▶ [Exercise details]: Copy each line of the entries that contains the word "common".
(Beginning of Data section)
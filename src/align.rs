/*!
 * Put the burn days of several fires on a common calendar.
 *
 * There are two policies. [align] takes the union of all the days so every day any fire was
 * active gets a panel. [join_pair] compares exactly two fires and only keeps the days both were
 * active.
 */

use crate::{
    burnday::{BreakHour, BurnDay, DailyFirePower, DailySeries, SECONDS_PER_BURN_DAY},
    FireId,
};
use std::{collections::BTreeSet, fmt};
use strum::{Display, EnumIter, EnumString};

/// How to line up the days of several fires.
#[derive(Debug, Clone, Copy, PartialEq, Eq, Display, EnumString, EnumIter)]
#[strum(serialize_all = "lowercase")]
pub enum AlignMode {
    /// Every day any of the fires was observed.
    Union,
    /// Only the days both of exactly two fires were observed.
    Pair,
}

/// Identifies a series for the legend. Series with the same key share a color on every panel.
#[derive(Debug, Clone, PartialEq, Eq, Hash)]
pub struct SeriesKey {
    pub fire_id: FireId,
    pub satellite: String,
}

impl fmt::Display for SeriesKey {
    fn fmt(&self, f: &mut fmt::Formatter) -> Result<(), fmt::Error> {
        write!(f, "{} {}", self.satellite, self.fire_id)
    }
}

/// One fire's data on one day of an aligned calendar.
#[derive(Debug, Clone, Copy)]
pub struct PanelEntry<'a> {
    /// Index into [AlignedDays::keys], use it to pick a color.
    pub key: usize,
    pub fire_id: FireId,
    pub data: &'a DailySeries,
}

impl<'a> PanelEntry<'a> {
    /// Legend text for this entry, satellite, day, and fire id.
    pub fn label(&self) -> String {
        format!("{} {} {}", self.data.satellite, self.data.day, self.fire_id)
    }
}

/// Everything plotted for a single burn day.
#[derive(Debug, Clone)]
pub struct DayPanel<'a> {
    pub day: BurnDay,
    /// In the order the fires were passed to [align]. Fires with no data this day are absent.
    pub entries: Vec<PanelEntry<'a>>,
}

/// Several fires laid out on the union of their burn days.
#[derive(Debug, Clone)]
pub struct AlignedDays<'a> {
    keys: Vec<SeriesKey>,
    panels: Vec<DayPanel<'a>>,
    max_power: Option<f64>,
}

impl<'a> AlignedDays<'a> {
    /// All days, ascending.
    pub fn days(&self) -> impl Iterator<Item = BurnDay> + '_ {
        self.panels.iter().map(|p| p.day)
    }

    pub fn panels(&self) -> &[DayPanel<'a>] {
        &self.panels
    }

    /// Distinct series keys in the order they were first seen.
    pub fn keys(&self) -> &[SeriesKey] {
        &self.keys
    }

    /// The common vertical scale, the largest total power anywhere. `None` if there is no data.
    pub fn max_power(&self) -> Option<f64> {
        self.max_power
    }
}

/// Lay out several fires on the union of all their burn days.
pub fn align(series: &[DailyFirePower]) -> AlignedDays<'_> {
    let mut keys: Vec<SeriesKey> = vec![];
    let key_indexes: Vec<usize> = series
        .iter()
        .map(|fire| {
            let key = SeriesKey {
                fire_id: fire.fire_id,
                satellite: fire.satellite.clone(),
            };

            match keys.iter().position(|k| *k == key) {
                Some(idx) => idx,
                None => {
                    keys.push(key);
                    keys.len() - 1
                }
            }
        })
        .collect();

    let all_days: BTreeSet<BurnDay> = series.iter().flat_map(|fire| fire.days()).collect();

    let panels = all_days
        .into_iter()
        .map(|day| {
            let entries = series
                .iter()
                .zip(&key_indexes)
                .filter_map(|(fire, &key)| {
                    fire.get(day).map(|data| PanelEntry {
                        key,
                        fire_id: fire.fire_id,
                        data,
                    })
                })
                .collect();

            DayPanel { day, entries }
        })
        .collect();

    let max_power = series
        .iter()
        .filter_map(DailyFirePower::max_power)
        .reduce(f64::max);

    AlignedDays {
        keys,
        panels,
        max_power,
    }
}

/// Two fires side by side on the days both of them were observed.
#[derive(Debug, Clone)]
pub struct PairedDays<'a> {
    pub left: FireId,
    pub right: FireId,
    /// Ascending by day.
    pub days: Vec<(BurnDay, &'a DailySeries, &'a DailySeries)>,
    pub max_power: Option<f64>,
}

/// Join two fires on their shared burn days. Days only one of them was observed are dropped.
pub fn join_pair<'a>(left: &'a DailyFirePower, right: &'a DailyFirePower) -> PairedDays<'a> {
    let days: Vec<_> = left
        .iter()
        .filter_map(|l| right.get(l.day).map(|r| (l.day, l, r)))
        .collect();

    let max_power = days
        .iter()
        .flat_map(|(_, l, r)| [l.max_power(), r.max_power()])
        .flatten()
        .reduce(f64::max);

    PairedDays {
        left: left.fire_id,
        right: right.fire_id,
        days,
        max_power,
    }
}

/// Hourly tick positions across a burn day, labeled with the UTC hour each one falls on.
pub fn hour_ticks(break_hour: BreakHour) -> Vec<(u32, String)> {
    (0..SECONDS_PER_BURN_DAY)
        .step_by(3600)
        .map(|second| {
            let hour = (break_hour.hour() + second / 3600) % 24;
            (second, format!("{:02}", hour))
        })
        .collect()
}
(End of Data section)
▶ [Output]:
 * Put the burn days of several fires on a common calendar.
    /// The common vertical scale, the largest total power anywhere. `None` if there is no data.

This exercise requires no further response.